* **Supplied entries**:
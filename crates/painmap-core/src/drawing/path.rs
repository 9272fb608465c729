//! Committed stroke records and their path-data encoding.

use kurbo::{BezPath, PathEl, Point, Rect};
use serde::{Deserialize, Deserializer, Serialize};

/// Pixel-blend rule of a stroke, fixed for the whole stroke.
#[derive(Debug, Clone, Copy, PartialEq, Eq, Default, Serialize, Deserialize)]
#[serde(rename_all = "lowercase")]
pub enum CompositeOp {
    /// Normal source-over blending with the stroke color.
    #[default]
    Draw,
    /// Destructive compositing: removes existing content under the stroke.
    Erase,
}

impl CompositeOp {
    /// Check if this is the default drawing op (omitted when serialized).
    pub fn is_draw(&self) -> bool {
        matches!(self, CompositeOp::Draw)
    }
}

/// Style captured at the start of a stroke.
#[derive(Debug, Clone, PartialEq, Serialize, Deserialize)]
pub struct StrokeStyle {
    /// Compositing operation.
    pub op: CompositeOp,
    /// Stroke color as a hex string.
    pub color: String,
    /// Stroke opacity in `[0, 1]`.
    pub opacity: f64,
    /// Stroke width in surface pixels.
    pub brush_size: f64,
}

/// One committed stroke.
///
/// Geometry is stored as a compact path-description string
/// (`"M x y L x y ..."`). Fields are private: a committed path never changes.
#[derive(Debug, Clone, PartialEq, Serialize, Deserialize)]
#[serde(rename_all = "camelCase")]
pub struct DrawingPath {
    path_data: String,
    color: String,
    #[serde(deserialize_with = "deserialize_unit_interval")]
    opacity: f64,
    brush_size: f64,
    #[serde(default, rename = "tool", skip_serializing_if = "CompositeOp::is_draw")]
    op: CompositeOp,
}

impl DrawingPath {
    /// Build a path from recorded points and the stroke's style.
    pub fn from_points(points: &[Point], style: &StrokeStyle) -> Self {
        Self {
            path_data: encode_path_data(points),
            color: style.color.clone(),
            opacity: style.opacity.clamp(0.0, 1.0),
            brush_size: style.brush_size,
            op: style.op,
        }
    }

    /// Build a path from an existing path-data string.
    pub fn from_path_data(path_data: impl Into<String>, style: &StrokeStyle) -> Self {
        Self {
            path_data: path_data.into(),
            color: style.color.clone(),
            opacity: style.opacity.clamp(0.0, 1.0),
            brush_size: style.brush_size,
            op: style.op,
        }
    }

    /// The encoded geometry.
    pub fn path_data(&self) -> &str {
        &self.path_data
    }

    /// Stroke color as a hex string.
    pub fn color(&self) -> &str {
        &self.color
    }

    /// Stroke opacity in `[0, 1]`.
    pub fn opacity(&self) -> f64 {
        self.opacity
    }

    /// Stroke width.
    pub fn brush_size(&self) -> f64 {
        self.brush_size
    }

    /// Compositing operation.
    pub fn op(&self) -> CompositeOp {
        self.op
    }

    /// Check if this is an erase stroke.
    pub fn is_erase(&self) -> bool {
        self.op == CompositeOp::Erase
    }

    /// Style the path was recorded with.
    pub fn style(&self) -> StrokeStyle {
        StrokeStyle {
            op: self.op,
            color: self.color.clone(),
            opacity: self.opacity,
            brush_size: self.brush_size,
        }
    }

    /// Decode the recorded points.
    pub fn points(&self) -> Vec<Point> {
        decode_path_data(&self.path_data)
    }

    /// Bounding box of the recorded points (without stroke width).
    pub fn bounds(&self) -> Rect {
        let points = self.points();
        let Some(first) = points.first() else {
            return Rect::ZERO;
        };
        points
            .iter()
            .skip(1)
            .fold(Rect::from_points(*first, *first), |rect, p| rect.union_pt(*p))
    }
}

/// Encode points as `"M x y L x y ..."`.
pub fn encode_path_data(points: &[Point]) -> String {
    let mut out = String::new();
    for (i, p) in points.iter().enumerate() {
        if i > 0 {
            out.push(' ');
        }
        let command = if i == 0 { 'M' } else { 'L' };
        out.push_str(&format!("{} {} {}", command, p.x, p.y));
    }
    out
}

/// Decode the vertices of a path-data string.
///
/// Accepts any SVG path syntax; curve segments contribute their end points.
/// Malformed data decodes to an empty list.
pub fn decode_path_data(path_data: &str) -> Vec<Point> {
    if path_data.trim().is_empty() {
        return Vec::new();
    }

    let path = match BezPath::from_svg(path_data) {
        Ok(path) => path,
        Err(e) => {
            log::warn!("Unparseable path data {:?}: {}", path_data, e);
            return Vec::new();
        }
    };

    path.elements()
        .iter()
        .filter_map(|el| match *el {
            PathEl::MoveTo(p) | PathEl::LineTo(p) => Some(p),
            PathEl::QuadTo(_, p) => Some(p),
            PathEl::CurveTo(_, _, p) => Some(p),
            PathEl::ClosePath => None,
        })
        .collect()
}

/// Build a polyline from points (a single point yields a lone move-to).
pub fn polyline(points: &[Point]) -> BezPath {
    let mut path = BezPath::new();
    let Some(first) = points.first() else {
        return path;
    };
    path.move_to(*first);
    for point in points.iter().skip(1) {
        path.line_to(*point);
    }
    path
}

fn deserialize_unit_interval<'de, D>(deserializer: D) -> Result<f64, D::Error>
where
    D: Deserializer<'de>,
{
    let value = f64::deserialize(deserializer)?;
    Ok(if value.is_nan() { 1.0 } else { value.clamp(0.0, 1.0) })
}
--
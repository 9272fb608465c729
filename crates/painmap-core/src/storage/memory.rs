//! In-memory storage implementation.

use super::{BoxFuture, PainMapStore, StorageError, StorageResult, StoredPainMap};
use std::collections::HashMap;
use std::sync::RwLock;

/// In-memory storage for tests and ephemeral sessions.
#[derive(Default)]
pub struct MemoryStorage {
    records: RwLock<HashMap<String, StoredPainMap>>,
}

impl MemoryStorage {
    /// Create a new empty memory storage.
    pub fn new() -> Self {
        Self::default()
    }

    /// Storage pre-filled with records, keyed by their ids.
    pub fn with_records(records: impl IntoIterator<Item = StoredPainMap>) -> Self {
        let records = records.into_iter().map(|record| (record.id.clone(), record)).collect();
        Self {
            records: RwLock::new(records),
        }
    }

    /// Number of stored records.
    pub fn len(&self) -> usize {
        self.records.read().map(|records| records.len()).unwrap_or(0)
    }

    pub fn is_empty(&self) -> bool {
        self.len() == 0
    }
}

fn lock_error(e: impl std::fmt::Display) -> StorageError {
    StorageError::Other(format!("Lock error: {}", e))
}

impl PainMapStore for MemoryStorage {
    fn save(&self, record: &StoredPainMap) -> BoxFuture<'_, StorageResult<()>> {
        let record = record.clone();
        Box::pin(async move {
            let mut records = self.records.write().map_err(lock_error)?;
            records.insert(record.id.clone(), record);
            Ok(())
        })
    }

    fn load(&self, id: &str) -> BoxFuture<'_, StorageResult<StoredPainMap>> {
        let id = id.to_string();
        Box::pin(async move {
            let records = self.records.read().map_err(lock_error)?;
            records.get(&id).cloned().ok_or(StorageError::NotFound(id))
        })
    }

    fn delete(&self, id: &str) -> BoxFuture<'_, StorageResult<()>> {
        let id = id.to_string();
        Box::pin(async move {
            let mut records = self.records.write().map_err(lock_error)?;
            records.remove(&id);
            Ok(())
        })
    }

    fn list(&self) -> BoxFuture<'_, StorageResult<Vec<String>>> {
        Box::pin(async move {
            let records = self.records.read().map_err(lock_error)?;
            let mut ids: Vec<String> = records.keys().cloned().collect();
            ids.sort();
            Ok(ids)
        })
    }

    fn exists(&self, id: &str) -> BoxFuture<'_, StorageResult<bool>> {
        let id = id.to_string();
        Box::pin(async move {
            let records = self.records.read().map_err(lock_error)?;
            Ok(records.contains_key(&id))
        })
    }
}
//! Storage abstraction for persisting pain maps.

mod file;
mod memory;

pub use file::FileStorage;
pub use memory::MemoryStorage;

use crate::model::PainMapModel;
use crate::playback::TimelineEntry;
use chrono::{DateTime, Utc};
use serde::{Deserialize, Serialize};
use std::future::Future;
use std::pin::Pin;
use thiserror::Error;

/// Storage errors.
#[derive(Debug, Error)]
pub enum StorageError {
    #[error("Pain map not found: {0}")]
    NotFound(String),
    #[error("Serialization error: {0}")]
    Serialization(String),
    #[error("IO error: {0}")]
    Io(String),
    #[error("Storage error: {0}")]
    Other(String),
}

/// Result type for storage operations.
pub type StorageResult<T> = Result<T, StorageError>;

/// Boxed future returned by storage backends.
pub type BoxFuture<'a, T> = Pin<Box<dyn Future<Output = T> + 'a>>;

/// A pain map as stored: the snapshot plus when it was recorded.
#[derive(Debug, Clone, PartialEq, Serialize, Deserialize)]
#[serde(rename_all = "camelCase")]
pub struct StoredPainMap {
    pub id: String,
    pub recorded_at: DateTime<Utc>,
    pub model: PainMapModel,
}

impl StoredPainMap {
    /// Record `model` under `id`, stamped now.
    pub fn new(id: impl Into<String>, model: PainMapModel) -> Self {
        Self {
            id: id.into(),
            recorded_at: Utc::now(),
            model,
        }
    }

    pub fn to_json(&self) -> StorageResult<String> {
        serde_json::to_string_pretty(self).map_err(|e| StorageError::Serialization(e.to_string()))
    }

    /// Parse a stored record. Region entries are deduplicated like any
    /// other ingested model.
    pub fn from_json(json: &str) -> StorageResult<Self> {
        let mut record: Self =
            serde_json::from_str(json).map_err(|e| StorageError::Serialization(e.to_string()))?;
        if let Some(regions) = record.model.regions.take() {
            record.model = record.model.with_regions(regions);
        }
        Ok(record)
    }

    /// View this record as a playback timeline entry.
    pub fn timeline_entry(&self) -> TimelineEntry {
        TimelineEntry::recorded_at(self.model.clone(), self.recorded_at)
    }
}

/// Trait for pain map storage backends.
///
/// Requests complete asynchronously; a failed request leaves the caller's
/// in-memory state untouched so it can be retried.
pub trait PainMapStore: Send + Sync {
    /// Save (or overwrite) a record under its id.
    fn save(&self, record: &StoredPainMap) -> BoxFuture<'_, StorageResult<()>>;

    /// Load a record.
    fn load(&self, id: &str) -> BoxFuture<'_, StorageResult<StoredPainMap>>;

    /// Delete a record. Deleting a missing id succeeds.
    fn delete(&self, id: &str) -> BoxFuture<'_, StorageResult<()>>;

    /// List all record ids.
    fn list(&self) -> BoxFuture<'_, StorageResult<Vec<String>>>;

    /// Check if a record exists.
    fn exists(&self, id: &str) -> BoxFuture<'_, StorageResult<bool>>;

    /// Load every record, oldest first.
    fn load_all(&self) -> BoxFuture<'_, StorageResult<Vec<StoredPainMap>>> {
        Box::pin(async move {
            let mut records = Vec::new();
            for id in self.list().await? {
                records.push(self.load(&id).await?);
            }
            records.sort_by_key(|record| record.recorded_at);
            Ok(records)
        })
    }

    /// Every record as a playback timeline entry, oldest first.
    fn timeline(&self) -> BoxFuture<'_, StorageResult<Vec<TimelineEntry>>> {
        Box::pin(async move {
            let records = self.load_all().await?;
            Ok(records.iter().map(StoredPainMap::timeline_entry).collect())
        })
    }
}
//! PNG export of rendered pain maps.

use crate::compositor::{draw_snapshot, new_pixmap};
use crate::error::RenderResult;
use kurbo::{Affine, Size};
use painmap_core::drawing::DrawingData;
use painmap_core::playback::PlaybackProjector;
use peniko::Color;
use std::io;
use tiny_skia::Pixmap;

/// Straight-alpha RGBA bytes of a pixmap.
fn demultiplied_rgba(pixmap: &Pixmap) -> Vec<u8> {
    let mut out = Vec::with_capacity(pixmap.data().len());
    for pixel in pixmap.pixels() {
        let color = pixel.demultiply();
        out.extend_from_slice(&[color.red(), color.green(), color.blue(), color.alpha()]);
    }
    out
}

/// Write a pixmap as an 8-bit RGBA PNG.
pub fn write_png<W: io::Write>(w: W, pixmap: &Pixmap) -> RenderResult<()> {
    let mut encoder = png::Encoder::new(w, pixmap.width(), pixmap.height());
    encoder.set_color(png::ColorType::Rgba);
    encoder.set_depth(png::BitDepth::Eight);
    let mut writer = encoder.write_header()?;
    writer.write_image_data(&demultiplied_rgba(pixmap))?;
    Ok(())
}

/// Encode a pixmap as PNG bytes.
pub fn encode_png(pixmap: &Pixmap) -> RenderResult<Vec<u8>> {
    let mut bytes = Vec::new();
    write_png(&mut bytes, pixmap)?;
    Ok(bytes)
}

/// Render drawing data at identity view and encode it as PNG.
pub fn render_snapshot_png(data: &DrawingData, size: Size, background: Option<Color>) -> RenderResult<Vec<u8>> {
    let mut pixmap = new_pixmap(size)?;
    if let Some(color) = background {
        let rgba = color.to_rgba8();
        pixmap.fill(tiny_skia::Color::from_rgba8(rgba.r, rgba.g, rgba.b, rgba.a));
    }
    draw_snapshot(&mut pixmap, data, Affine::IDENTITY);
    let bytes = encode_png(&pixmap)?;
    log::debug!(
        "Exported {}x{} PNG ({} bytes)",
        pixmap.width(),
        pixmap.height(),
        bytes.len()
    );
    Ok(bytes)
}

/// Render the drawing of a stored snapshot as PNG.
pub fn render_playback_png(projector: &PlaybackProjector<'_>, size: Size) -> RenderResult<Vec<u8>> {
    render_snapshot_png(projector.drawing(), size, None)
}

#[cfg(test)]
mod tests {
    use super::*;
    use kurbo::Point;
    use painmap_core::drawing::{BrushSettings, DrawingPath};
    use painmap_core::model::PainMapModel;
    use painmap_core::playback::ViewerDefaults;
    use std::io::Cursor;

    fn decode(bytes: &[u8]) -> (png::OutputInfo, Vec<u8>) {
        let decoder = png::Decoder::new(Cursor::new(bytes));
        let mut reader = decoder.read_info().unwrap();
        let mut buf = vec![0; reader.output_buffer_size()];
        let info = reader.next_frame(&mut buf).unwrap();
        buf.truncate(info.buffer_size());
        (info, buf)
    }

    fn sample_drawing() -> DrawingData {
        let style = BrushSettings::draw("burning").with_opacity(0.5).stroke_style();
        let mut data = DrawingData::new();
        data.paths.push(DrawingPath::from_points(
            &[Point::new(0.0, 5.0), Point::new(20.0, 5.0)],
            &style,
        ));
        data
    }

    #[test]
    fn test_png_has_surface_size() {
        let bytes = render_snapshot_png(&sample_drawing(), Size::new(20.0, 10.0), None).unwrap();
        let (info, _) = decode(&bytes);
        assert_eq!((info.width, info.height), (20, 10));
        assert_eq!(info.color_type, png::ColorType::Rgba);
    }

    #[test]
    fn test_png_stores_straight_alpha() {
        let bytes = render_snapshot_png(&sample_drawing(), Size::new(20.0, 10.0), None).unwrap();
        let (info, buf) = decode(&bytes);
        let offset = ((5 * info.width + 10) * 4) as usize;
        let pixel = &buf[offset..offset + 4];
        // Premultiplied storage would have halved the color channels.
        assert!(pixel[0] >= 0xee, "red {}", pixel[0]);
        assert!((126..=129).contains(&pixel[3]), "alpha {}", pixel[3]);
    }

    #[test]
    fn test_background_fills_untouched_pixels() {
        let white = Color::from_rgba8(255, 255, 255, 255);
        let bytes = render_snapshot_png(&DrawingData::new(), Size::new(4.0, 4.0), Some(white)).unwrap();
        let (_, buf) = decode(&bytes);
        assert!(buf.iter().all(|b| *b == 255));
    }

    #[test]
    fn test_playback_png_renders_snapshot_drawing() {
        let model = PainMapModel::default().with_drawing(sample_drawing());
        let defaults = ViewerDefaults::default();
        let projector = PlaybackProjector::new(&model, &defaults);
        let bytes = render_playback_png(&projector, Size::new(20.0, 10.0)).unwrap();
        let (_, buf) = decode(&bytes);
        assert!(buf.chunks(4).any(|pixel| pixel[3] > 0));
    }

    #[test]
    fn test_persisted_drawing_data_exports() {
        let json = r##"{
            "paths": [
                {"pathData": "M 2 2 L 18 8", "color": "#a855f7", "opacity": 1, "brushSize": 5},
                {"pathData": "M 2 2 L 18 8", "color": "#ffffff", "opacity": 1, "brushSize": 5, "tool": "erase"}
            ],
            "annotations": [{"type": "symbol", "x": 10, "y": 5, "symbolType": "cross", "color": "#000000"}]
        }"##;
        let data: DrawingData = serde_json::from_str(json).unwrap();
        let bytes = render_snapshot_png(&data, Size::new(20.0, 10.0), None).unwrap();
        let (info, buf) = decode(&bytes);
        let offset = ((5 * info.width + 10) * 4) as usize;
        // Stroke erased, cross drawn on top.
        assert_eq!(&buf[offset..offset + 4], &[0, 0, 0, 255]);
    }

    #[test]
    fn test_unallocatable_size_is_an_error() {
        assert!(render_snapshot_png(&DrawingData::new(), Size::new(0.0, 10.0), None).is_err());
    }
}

* **Work to be completed**: Give only the number of lines in the entries above that contain the string "reader".

* **Output for this exercise**: 3